Task item:
I need each line of the entries below that includes the string "HardwareCompletion".

Data shown:

++++++

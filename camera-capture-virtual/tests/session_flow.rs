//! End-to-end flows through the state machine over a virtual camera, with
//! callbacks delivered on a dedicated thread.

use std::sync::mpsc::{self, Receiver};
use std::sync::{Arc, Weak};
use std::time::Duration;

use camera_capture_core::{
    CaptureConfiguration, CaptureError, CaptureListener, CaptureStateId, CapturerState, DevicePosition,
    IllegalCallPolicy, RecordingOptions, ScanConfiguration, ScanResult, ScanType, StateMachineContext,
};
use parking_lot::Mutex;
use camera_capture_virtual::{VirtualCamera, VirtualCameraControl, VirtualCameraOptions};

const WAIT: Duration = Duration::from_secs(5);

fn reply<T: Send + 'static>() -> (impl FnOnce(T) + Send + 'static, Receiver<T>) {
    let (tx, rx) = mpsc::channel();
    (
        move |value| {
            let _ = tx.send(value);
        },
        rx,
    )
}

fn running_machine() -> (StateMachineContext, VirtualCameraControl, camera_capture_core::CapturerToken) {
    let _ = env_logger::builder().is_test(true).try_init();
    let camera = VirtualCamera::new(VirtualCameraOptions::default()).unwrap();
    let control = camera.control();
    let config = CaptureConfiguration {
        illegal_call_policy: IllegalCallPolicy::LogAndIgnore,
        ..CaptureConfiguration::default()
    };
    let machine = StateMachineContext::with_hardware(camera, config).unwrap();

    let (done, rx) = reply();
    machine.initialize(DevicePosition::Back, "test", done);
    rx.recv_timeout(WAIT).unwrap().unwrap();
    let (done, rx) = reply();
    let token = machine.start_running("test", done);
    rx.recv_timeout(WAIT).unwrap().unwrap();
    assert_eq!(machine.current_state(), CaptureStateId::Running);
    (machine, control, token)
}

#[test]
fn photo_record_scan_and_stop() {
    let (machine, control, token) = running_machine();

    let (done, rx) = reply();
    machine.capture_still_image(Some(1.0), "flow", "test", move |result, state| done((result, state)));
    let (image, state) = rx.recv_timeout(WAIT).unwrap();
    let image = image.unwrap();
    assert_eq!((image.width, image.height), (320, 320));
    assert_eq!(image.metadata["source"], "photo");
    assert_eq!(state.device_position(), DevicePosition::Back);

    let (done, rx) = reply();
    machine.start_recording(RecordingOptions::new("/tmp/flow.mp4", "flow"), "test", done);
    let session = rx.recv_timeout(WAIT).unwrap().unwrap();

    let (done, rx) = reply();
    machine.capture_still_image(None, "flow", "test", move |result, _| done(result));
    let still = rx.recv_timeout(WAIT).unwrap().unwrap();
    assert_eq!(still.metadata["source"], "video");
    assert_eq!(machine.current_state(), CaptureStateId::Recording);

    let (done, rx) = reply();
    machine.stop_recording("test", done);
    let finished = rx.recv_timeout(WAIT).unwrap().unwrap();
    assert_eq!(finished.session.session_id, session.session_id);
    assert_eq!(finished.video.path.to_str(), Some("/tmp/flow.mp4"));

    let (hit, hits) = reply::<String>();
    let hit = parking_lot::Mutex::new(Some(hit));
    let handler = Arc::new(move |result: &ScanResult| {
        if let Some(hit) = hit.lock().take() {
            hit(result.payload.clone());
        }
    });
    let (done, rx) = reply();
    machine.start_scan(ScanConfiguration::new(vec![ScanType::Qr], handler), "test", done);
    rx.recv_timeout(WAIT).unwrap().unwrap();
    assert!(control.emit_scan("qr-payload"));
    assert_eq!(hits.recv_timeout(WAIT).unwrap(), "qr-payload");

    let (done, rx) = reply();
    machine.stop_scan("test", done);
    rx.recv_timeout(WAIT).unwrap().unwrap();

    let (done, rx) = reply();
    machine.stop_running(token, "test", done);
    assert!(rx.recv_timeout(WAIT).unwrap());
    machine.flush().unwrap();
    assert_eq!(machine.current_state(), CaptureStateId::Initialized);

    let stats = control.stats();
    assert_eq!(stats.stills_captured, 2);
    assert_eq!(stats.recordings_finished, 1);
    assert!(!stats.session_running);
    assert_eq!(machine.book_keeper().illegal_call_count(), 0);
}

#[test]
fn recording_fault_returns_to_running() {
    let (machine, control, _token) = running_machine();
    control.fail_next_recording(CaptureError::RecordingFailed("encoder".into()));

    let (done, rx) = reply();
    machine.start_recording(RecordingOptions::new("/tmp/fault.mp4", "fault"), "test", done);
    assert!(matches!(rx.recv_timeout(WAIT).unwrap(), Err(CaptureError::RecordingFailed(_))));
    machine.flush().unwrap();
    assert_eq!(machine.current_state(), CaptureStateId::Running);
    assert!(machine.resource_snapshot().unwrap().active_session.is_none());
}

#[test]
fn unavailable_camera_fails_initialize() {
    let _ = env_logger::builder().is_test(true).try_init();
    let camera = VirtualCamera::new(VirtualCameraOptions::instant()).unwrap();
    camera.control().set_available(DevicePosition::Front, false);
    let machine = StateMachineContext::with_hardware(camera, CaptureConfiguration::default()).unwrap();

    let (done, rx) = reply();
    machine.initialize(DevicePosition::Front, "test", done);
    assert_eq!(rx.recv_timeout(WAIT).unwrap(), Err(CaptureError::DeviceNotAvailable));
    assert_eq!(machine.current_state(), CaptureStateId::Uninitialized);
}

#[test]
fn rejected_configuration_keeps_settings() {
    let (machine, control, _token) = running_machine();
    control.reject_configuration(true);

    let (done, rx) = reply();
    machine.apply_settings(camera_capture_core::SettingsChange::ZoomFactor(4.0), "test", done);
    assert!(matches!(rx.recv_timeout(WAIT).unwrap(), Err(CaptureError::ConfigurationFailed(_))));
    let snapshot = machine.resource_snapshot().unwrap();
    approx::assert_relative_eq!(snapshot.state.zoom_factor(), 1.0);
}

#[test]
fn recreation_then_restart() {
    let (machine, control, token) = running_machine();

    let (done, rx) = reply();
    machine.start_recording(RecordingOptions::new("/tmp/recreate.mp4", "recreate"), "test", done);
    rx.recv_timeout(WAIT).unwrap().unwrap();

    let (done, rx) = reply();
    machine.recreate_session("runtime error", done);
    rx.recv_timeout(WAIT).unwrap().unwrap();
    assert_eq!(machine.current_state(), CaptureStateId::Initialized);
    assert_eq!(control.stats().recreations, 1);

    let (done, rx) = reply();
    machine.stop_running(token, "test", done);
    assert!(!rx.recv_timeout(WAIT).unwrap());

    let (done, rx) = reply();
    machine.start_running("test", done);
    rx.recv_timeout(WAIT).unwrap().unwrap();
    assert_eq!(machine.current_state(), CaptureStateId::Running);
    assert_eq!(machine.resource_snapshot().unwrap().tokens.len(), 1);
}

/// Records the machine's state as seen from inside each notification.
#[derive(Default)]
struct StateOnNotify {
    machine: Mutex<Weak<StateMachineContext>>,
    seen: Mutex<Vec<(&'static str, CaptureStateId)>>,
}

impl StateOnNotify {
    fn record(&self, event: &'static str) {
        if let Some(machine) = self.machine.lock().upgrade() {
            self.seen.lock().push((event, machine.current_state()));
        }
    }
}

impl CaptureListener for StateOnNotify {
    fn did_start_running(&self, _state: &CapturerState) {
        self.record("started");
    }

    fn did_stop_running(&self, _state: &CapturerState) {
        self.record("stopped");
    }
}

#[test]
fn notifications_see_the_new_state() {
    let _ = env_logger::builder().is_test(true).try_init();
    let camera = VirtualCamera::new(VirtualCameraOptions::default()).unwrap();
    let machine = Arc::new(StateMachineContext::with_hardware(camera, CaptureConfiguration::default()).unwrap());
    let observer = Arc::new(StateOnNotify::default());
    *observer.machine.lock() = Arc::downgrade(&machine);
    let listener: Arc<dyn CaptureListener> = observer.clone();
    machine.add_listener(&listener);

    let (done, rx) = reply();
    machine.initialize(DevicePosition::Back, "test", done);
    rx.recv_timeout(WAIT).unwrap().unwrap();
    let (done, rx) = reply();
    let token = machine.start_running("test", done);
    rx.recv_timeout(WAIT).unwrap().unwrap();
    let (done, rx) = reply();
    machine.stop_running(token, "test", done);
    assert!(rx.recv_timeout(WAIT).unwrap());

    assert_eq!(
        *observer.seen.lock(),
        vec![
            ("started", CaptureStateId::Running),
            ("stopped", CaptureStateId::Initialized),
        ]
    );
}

++++++

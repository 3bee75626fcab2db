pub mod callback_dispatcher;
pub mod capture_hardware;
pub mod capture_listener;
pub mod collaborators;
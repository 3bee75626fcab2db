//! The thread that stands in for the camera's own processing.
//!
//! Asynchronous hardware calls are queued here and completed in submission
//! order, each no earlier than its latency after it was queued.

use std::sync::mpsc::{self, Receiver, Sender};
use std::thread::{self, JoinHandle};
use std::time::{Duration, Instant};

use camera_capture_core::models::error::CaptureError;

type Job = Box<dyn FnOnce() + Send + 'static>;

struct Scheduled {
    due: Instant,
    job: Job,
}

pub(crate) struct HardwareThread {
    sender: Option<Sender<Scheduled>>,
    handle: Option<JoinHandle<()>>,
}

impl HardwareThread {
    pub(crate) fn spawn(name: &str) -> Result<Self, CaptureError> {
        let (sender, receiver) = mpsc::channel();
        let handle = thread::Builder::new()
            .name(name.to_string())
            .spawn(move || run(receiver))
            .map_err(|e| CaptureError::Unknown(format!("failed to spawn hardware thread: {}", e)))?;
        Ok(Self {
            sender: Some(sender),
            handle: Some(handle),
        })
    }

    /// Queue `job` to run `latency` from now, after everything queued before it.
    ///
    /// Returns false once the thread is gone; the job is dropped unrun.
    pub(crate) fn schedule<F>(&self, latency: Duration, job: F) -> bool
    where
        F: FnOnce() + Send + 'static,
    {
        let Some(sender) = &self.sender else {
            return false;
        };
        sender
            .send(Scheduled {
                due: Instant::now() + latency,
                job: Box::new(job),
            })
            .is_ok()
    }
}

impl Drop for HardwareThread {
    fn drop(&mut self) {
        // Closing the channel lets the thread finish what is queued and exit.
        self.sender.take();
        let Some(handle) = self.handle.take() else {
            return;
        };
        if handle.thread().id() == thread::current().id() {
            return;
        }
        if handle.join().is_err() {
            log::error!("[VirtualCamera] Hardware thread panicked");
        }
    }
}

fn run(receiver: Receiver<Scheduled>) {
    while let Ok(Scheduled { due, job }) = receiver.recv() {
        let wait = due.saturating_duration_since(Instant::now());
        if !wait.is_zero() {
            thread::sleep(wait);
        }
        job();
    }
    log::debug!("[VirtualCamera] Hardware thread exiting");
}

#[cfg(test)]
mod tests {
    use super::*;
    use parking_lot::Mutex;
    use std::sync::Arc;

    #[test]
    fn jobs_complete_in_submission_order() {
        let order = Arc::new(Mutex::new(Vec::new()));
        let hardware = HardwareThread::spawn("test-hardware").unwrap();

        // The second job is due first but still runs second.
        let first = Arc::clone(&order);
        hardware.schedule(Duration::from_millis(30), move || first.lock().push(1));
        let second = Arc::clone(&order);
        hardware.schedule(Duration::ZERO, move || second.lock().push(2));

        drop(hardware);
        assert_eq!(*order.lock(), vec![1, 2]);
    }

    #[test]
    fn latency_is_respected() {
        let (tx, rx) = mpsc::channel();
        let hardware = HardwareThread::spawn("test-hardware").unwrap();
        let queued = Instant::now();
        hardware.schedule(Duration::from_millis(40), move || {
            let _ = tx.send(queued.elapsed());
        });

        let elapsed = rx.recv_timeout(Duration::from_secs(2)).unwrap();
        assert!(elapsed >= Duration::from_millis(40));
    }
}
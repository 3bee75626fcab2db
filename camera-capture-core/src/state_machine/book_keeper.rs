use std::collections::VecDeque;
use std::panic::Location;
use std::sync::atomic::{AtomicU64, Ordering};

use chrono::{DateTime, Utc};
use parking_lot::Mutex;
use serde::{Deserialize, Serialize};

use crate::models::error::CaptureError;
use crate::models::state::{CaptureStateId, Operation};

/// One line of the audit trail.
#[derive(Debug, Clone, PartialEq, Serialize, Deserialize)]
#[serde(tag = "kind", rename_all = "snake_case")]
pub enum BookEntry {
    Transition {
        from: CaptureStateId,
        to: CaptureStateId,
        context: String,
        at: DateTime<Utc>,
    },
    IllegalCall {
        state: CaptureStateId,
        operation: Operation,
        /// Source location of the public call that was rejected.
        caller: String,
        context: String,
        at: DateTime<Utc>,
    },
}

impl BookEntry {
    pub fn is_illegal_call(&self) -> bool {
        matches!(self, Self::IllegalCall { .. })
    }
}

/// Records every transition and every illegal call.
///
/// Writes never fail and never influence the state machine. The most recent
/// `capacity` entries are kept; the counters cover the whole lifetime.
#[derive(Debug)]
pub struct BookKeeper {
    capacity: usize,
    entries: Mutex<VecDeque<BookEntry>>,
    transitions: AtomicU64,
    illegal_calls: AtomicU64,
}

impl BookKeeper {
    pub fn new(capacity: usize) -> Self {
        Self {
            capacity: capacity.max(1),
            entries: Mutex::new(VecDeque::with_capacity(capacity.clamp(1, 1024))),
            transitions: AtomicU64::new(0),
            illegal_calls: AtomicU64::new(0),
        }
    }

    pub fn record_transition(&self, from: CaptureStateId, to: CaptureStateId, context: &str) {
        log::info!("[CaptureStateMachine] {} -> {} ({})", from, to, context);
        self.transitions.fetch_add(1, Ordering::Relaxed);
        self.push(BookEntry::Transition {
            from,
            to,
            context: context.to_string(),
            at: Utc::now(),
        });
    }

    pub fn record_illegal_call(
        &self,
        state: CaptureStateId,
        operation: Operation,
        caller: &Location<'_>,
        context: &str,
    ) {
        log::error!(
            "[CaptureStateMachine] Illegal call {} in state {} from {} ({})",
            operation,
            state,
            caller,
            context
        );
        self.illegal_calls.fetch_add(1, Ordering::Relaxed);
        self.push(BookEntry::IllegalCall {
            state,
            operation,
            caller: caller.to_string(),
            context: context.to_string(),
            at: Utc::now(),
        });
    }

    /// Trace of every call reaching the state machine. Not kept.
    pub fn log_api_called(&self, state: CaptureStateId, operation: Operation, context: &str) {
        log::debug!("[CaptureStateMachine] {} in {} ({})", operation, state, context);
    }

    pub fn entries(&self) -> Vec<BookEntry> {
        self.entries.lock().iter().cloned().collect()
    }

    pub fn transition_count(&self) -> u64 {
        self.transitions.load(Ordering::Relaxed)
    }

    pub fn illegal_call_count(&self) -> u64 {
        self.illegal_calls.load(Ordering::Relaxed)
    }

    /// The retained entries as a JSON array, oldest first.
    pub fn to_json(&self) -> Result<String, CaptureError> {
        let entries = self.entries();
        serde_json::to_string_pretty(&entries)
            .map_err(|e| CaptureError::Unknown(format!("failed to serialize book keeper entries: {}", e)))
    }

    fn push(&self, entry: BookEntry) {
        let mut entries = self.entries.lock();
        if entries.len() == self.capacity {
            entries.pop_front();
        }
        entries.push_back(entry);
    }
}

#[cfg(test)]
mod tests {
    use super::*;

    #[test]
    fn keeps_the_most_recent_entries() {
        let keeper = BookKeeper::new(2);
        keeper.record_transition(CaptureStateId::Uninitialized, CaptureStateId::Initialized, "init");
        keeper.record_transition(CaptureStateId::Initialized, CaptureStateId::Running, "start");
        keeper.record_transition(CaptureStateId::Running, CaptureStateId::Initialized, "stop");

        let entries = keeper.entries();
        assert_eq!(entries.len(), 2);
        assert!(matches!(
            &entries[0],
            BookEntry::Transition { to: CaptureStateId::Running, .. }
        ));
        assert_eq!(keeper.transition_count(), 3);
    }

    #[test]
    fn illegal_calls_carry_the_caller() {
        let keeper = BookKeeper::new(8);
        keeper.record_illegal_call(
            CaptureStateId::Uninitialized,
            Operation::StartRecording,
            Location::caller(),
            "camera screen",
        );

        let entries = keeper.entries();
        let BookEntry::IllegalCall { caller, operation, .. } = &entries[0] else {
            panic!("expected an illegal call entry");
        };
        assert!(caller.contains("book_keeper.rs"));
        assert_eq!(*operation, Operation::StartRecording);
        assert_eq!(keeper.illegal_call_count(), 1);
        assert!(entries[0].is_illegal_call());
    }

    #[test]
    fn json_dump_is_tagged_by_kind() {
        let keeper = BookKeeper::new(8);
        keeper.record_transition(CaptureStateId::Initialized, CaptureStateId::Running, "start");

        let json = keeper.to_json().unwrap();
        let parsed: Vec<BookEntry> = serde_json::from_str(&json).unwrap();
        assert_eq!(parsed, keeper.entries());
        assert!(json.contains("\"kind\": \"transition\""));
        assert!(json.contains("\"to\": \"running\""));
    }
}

++++++

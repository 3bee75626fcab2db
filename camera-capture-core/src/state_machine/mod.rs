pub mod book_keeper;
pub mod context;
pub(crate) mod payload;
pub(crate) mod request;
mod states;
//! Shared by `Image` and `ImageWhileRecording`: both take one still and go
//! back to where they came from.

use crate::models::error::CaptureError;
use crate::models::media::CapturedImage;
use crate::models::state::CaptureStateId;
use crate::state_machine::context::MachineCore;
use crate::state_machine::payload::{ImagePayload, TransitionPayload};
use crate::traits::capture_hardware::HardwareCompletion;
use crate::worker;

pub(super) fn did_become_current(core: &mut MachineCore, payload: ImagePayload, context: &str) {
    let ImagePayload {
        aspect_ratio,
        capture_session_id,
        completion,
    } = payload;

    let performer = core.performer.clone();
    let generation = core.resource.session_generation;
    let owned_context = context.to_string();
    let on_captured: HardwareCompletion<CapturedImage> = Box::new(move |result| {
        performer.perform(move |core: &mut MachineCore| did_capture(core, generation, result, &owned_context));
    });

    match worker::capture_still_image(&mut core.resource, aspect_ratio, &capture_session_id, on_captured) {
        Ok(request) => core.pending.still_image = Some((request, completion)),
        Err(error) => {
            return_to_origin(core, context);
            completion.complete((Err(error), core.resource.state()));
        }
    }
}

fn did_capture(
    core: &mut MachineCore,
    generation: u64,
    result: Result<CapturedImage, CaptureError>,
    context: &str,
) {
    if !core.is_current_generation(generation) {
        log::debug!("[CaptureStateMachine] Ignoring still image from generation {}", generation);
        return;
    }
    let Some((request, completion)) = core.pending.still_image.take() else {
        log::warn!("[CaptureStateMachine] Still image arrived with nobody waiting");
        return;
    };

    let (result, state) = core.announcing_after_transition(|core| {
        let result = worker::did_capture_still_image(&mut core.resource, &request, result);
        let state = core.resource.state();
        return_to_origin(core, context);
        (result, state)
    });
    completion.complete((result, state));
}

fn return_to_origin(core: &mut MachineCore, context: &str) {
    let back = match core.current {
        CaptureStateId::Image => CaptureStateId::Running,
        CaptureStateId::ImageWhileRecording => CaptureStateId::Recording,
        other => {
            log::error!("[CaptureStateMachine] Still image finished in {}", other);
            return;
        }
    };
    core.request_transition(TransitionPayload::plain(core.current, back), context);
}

++++++

The answer:
use crate::traits::capture_hardware::HardwareCompletion;
    let on_captured: HardwareCompletion<CapturedImage> = Box::new(move |result| {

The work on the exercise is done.